Lawfare Against Misinformation 1/13
Jonathan Rauch loves the idea. I don't
With the help of a new legal aid project, however, Freeman and Moss are breaking that pattern by suing Gateway Pundit for defamation. (They’re also suing One America News and Rudolph Giuliani in a separate action.) That project—called Law for Truth—could have interesting implications for super-spreaders of toxic disinformation.
Launched in December by Protect Democracy, a nonprofit group in Washington, Law for Truth creates a pathway for victims of political libel to fight back. It’s based on the observation that traditional defamation actions have been one of the few ways of holding purveyors of fake news accountable—for instance, by leading Fox News to retract a made-up claim that a murdered DNC staffer was responsible for the 2016 hack of the party’s email accounts.
Jonathan Rauch articulates laudable goals for public discourse. He envisions a process in which the marketplace of ideas rewards truth and sifts out falsehood. But as I indicated in my review of his latest book, his own biases serve to weaken his message.
This latest essay is a case in point. Does he have a convincing argument that lawsuits can improve public discourse? Or is he just being a cheerleader for the blue team?
Most forms of misinformation fall outside of the possibility for legal redress. As Rauch writes,
it will be important for initiatives such as Law for Truth to stay within the boundaries of existing defamation law, not stretch those boundaries with novel or expansive claims.
. . .A general claim that someone uttered a harmful political lie should never be enough to get into court and win a judgment.
I would bet that over 99 percent of political falsehoods do not qualify as defamation. Most unsubstantiated claims do not implicate a particular person. And of those that do, most are not definitively false.

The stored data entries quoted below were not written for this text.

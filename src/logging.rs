//! `tracing` subscriber setup.

use anyhow::{Context, Result};
use std::fs::OpenOptions;
use std::path::PathBuf;
use std::sync::Mutex;
use tracing_subscriber::EnvFilter;

/// Where log records go.
#[derive(Debug, Clone, PartialEq, Eq)]
pub enum LogTarget {
    Stderr,
    File(PathBuf),
    /// The TUI owns the terminal and no file was requested.
    Off,
}

/// Install the global subscriber. `RUST_LOG` wins over `level` when set.
pub fn init(level: &str, target: LogTarget) -> Result<()> {
    let filter = match EnvFilter::try_from_default_env() {
        Ok(f) => f,
        Err(_) => EnvFilter::try_new(level)
            .with_context(|| format!("invalid log level '{level}'"))?,
    };

    let res = match target {
        LogTarget::Off => return Ok(()),
        LogTarget::Stderr => tracing_subscriber::fmt()
            .with_env_filter(filter)
            .with_target(false)
            .with_writer(std::io::stderr)
            .try_init(),
        LogTarget::File(path) => {
            let file = OpenOptions::new()
                .create(true)
                .append(true)
                .open(&path)
                .with_context(|| format!("open log file {}", path.display()))?;
            tracing_subscriber::fmt()
                .with_env_filter(filter)
                .with_ansi(false)
                .with_writer(Mutex::new(file))
                .try_init()
        }
    };

    res.map_err(|e| anyhow::anyhow!("initialize logging: {e}"))
}
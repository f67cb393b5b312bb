//! In-memory backend for unit tests.

use super::{Backend, CacheToken};
use crate::error::RunError;
use crate::model::{AlgorithmStats, AssetDescriptor, RunRequest, RunResult};
use async_trait::async_trait;
use std::collections::HashSet;
use std::sync::atomic::{AtomicUsize, Ordering};
use std::sync::Mutex;
use tokio::sync::Notify;

pub(crate) struct FakeBackend {
    available: Mutex<HashSet<String>>,
    outcome: Mutex<Result<RunResult, RunError>>,
    gated: bool,
    release: Notify,
    probes: AtomicUsize,
    requests: Mutex<Vec<RunRequest>>,
}

impl Default for FakeBackend {
    fn default() -> Self {
        Self {
            available: Mutex::new(HashSet::new()),
            outcome: Mutex::new(Ok(sample_result())),
            gated: false,
            release: Notify::new(),
            probes: AtomicUsize::new(0),
            requests: Mutex::new(Vec::new()),
        }
    }
}

impl FakeBackend {
    /// Compute resolves immediately with `outcome`.
    pub fn with_outcome(outcome: Result<RunResult, RunError>) -> Self {
        Self {
            outcome: Mutex::new(outcome),
            ..Default::default()
        }
    }

    /// Compute blocks until [`FakeBackend::release`] is called.
    pub fn gated(outcome: Result<RunResult, RunError>) -> Self {
        Self {
            outcome: Mutex::new(outcome),
            gated: true,
            ..Default::default()
        }
    }

    pub fn release(&self) {
        self.release.notify_one();
    }

    pub fn make_available(&self, logical_name: &str) {
        self.available.lock().unwrap().insert(logical_name.to_string());
    }

    pub fn probe_count(&self) -> usize {
        self.probes.load(Ordering::SeqCst)
    }

    pub fn requests(&self) -> Vec<RunRequest> {
        self.requests.lock().unwrap().clone()
    }
}

#[async_trait]
impl Backend for FakeBackend {
    async fn compute(&self, request: &RunRequest) -> Result<RunResult, RunError> {
        self.requests.lock().unwrap().push(request.clone());
        if self.gated {
            self.release.notified().await;
        }
        self.outcome.lock().unwrap().clone()
    }

    async fn probe(&self, asset: &AssetDescriptor, _token: CacheToken) -> bool {
        self.probes.fetch_add(1, Ordering::SeqCst);
        self.available.lock().unwrap().contains(&asset.logical_name)
    }
}

/// The scenario result used across coordinator tests.
pub(crate) fn sample_result() -> RunResult {
    RunResult {
        success: true,
        error: None,
        route: Some("Taksim Square → Galata Tower".into()),
        dijkstra: AlgorithmStats {
            iterations: "120".into(),
            distance: "45.2".into(),
            time: "3ms".into(),
        },
        astar: AlgorithmStats {
            iterations: "80".into(),
            distance: "45.2".into(),
            time: "2ms".into(),
        },
    }
}
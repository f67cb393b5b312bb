//! Authoritative write of a completed run into the presentation tree.

use crate::engine::{CacheToken, TokenMint};
use crate::model::RunResult;
use crate::presentation::{Panel, Presentation, ScrollTarget};

/// Apply `result` and refresh every asset with one freshly minted token.
///
/// Callers stop the poller first, so this is the last write to every asset
/// element except for a probe that was already in flight.
pub(crate) fn render(view: &mut Presentation, result: &RunResult, mint: &TokenMint) -> CacheToken {
    view.stats.dijkstra = result.dijkstra.clone();
    view.stats.astar = result.astar.clone();
    view.route = result.route.clone();

    let token = mint.mint();
    view.refresh_all_assets(token);

    view.set_visible(Panel::Loading, false);
    view.scroll = ScrollTarget::Results;
    token
}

Let us stipulate that Mr. Trump’s claims that voter fraud changed the outcome of the 2020 Presidential election are reckless. After Mr. Trump’s legal challenges failed, the right thing for a statesman to do would have been to concede the election while calling for a bipartisan commission on election integrity to investigate and come up with more reliable voting and tabulation systems in the future.

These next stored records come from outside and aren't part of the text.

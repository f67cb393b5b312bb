use std::fmt;
use std::sync::atomic::{AtomicU64, Ordering};
use std::time::{SystemTime, UNIX_EPOCH};

/// Cache-busting value appended to asset URLs as `?t=<n>`.
#[derive(Debug, Clone, Copy, PartialEq, Eq, PartialOrd, Ord, Hash)]
pub struct CacheToken(u64);

impl CacheToken {
    /// Replace any existing query on `url` with this token.
    pub fn decorate(self, url: &str) -> String {
        let bare = url.split('?').next().unwrap_or(url);
        format!("{bare}?t={}", self.0)
    }

    /// Extract the token from a decorated URL.
    pub fn parse_from(url: &str) -> Option<CacheToken> {
        let (_, query) = url.split_once('?')?;
        query
            .split('&')
            .find_map(|kv| kv.strip_prefix("t="))
            .and_then(|v| v.parse().ok())
            .map(CacheToken)
    }
}

impl fmt::Display for CacheToken {
    fn fmt(&self, f: &mut fmt::Formatter<'_>) -> fmt::Result {
        write!(f, "{}", self.0)
    }
}

/// Issues strictly increasing tokens based on wall-clock milliseconds.
#[derive(Debug, Default)]
pub struct TokenMint {
    last: AtomicU64,
}

impl TokenMint {
    pub fn new() -> Self {
        Self::default()
    }

    pub fn mint(&self) -> CacheToken {
        let now = SystemTime::now()
            .duration_since(UNIX_EPOCH)
            .map(|d| d.as_millis() as u64)
            .unwrap_or(0);
        // Same millisecond (or a clock step backwards) still yields a fresh value.
        let prev = self
            .last
            .fetch_update(Ordering::AcqRel, Ordering::Acquire, |last| {
                Some(now.max(last + 1))
            })
            .unwrap_or_else(|v| v);
        CacheToken(now.max(prev + 1))
    }
}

Rauch is justifiably angry with Mr. Trump’s continued insistence that the election was stolen. But if your goal is to bring closure to the 2020 election controversy, the lawsuit against Gateway Pundit, regardless of how it turns out, is going to have zero effect.
We can have a separate discussion about balancing the rights of freedom of speech with the rights of individuals not to be defamed. I myself have more questions than answers. Could calling someone a racist without proof be grounds for a lawsuit? Has Rand Paul defamed Dr. Fauci? or vice-versa? Did Nancy MacLean’s Democracy in Chains defame the late James Buchanan as well as some living economists? There are difficult problems surrounding this issue, and I am afraid that Rauch is avoiding them.

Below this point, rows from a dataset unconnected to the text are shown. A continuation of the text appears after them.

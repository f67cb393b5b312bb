//! Selection tracking and submission readiness.
//!
//! The validator owns the user's endpoint choices and the custom coordinate
//! inputs. It knows nothing about runs; the coordinator reads it at submission time.

use crate::error::ValidationError;
use crate::locations::LocationId;
use crate::model::RunRequest;

#[derive(Debug, Clone, Default, PartialEq, Eq)]
pub struct Selection {
    pub origin: Option<LocationId>,
    pub destination: Option<LocationId>,
    pub custom_lat: String,
    pub custom_lon: String,
}

impl Selection {
    fn uses_custom(&self) -> bool {
        self.origin.is_some_and(LocationId::is_custom)
            || self.destination.is_some_and(LocationId::is_custom)
    }
}

/// Derived flags recomputed after every endpoint change.
#[derive(Debug, Clone, Copy, Default, PartialEq, Eq)]
pub struct Readiness {
    /// Custom coordinate fields should be shown.
    pub custom_visible: bool,
    /// Both endpoints are set and form a legal pair.
    pub ready: bool,
}

/// Outcome of a selection change, handed to the coordinator.
#[derive(Debug, Clone, PartialEq, Eq)]
pub struct SelectionUpdate {
    pub readiness: Readiness,
    /// `ready` flipped from false to true with this change.
    pub became_ready: bool,
    pub rejected: Option<ValidationError>,
}

#[derive(Debug, Default)]
pub struct SelectionValidator {
    selection: Selection,
    readiness: Readiness,
}

impl SelectionValidator {
    pub fn new() -> Self {
        Self::default()
    }

    pub fn selection(&self) -> &Selection {
        &self.selection
    }

    pub fn readiness(&self) -> Readiness {
        self.readiness
    }

    pub fn set_origin(&mut self, id: Option<LocationId>) -> SelectionUpdate {
        self.selection.origin = id;
        self.recompute()
    }

    pub fn set_destination(&mut self, id: Option<LocationId>) -> SelectionUpdate {
        self.selection.destination = id;
        self.recompute()
    }

    pub fn set_custom_lat(&mut self, value: impl Into<String>) -> SelectionUpdate {
        self.selection.custom_lat = value.into();
        self.recompute()
    }

    pub fn set_custom_lon(&mut self, value: impl Into<String>) -> SelectionUpdate {
        self.selection.custom_lon = value.into();
        self.recompute()
    }

    /// Forget every choice and coordinate.
    pub fn reset(&mut self) {
        self.selection = Selection::default();
        self.readiness = Readiness::default();
    }

    fn recompute(&mut self) -> SelectionUpdate {
        let was_ready = self.readiness.ready;
        let mut rejected = None;

        if let (Some(origin), Some(destination)) =
            (self.selection.origin, self.selection.destination)
        {
            if origin == destination && !origin.allows_same_endpoint() {
                // Origin is kept; only the conflicting destination is dropped.
                self.selection.destination = None;
                rejected = Some(ValidationError::DuplicateSelection);
            }
        }

        self.readiness = Readiness {
            custom_visible: self.selection.uses_custom(),
            ready: self.selection.origin.is_some() && self.selection.destination.is_some(),
        };

        SelectionUpdate {
            readiness: self.readiness,
            became_ready: self.readiness.ready && !was_ready,
            rejected,
        }
    }

    /// Build the request for a start action, or explain why it is refused.
    /// Never mutates the selection.
    pub fn submission(&self) -> Result<RunRequest, ValidationError> {
        let (Some(origin), Some(destination)) = (self.selection.origin, self.selection.destination)
        else {
            return Err(ValidationError::IncompleteSelection);
        };

        let mut request = RunRequest {
            origin,
            destination,
            origin_lat: None,
            origin_lon: None,
            dest_lat: None,
            dest_lon: None,
        };

        if self.selection.uses_custom() {
            let lat = self.selection.custom_lat.trim();
            let lon = self.selection.custom_lon.trim();
            if lat.is_empty() || lon.is_empty() {
                return Err(ValidationError::MissingCoordinates);
            }
            // One coordinate pair feeds both ends.
            request.origin_lat = Some(lat.to_string());
            request.origin_lon = Some(lon.to_string());
            request.dest_lat = Some(lat.to_string());
            request.dest_lon = Some(lon.to_string());
        }

        Ok(request)
    }
}

#[cfg(test)]
mod tests {
    use super::*;

    const A: LocationId = LocationId::Preset(1);
    const B: LocationId = LocationId::Preset(2);

    #[test]
    fn distinct_presets_become_ready() {
        let mut v = SelectionValidator::new();
        let first = v.set_origin(Some(A));
        assert!(!first.readiness.ready);
        assert!(!first.became_ready);

        let second = v.set_destination(Some(B));
        assert!(second.readiness.ready);
        assert!(second.became_ready);
        assert!(second.rejected.is_none());
        assert!(!second.readiness.custom_visible);
    }

    #[test]
    fn duplicate_preset_clears_destination_only() {
        let mut v = SelectionValidator::new();
        v.set_origin(Some(A));
        let update = v.set_destination(Some(A));
        assert_eq!(update.rejected, Some(ValidationError::DuplicateSelection));
        assert!(!update.readiness.ready);
        assert_eq!(v.selection().origin, Some(A));
        assert_eq!(v.selection().destination, None);
    }

    #[test]
    fn every_duplicate_preset_is_rejected() {
        for id in LocationId::all() {
            let mut v = SelectionValidator::new();
            v.set_origin(Some(id));
            let update = v.set_destination(Some(id));
            if id.allows_same_endpoint() {
                assert!(update.readiness.ready, "{id} should be reusable");
            } else {
                assert!(!update.readiness.ready, "{id} must not pair with itself");
                assert_eq!(update.rejected, Some(ValidationError::DuplicateSelection));
            }
        }
    }

    #[test]
    fn changing_origin_into_duplicate_still_clears_destination() {
        let mut v = SelectionValidator::new();
        v.set_origin(Some(A));
        v.set_destination(Some(B));
        let update = v.set_origin(Some(B));
        assert_eq!(update.rejected, Some(ValidationError::DuplicateSelection));
        assert_eq!(v.selection().origin, Some(B));
        assert_eq!(v.selection().destination, None);
    }

    #[test]
    fn custom_shows_coordinate_fields() {
        let mut v = SelectionValidator::new();
        let update = v.set_destination(Some(LocationId::Custom));
        assert!(update.readiness.custom_visible);
        let update = v.set_destination(Some(B));
        assert!(!update.readiness.custom_visible);
    }

    #[test]
    fn incomplete_selection_is_refused() {
        let mut v = SelectionValidator::new();
        v.set_origin(Some(A));
        assert_eq!(v.submission(), Err(ValidationError::IncompleteSelection));
    }

    #[test]
    fn custom_requires_both_coordinates_without_mutation() {
        let mut v = SelectionValidator::new();
        v.set_origin(Some(LocationId::Custom));
        v.set_destination(Some(B));
        v.set_custom_lat("41.03");
        let before = v.selection().clone();

        assert_eq!(v.submission(), Err(ValidationError::MissingCoordinates));
        assert_eq!(v.selection(), &before);

        v.set_custom_lon("   ");
        assert_eq!(v.submission(), Err(ValidationError::MissingCoordinates));
    }

    #[test]
    fn custom_coordinates_fill_both_ends() {
        let mut v = SelectionValidator::new();
        v.set_origin(Some(A));
        v.set_destination(Some(LocationId::Custom));
        v.set_custom_lat("41.0369");
        v.set_custom_lon("28.9850");

        let req = v.submission().unwrap();
        assert_eq!(req.origin_lat.as_deref(), Some("41.0369"));
        assert_eq!(req.dest_lat.as_deref(), Some("41.0369"));
        assert_eq!(req.origin_lon.as_deref(), Some("28.9850"));
        assert_eq!(req.dest_lon.as_deref(), Some("28.9850"));
    }

    #[test]
    fn preset_request_has_no_coordinates() {
        let mut v = SelectionValidator::new();
        v.set_origin(Some(A));
        v.set_destination(Some(B));
        v.set_custom_lat("1");
        let req = v.submission().unwrap();
        assert!(req.origin_lat.is_none());
        assert!(req.dest_lon.is_none());
    }

    #[test]
    fn reset_clears_everything() {
        let mut v = SelectionValidator::new();
        v.set_origin(Some(LocationId::Custom));
        v.set_destination(Some(B));
        v.set_custom_lat("41");
        v.reset();
        assert_eq!(v.selection(), &Selection::default());
        assert_eq!(v.readiness(), Readiness::default());
    }
}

I certainly wish that we could reduce the extent to which partisans engage in distortion in order to incite personal hatred toward individuals on the other side. (Equating Joe Manchin to Bull Connor, for example.) Ideally, the red team would adopt norms against this behavior and enforce it within the red team, and the blue team would do likewise. Instead, if the norm is that each side engages in incitement up until the point where the other side takes them to court, I don’t think Rauch or I will like the outcome.
I don’t question the right of the individuals involved to pursue their redress through the courts. If it were Rauch’s main intent to champion that right, that would be fine.
But Rauch is claiming that lawfare conducted by the blue team is going to improve public discourse. That claim is not credible. It is just naked partisanship, and it undermines, rather than furthers, the goals of The Constitution of Knowledge.
Believe it or not, I'm actually with Rauch on this one. Defamation lawfare based on traditional principles of jurisprudence would be fine and probably produce big benefits on our discourse. Indeed, consider that prominently successful defamation suits against the Rolling Stone hoax and the media entites who knowingly slimed Nick Sandmann act like a dam that holds back a flood of what would be thousands of instances of even more egregious libel if only the usual suspects holding the megaphones thought they could get away with it.
But - you knew this was coming - there are some spoiler caveats that cause me to part ways with Rauch.
(1) Everything in the NYT v. Sullivan line of cases, and any holdings that in practice make exceptions for the press or distinctions between it and ordinary individuals would have to be unwound to the jurisprudence which prevailed when Coolidge was President.
(2) Related to above, section 230 is out for all large communications platforms and social media companies. Free for all and immunized from liablity, or censor at will but accept normal publisher liability: choose.
(3) All this relies on being able to trust and rely on judges to follow the law with fidelity, fairness, and neutrality, which, sorry, we can't. So, instead of judges, bipartisan 'tribunals' with an even and equal number of represenatives chosen by each major party. If you can't convince some people from the 'other side' to flip, then the statement, defamatory or not, is fair game. "Free speech" has an exception for defamation, so this would be "Free speech+" because it would permit even more things to be said without fear of state-enforced penalty.
Give me 1-3 and I am totally with Rauch. Under the current nutty system? Forget it.
I dislike this idea because I think it will lead to the rich silencing those of lesser means, with any truth value trumped by money.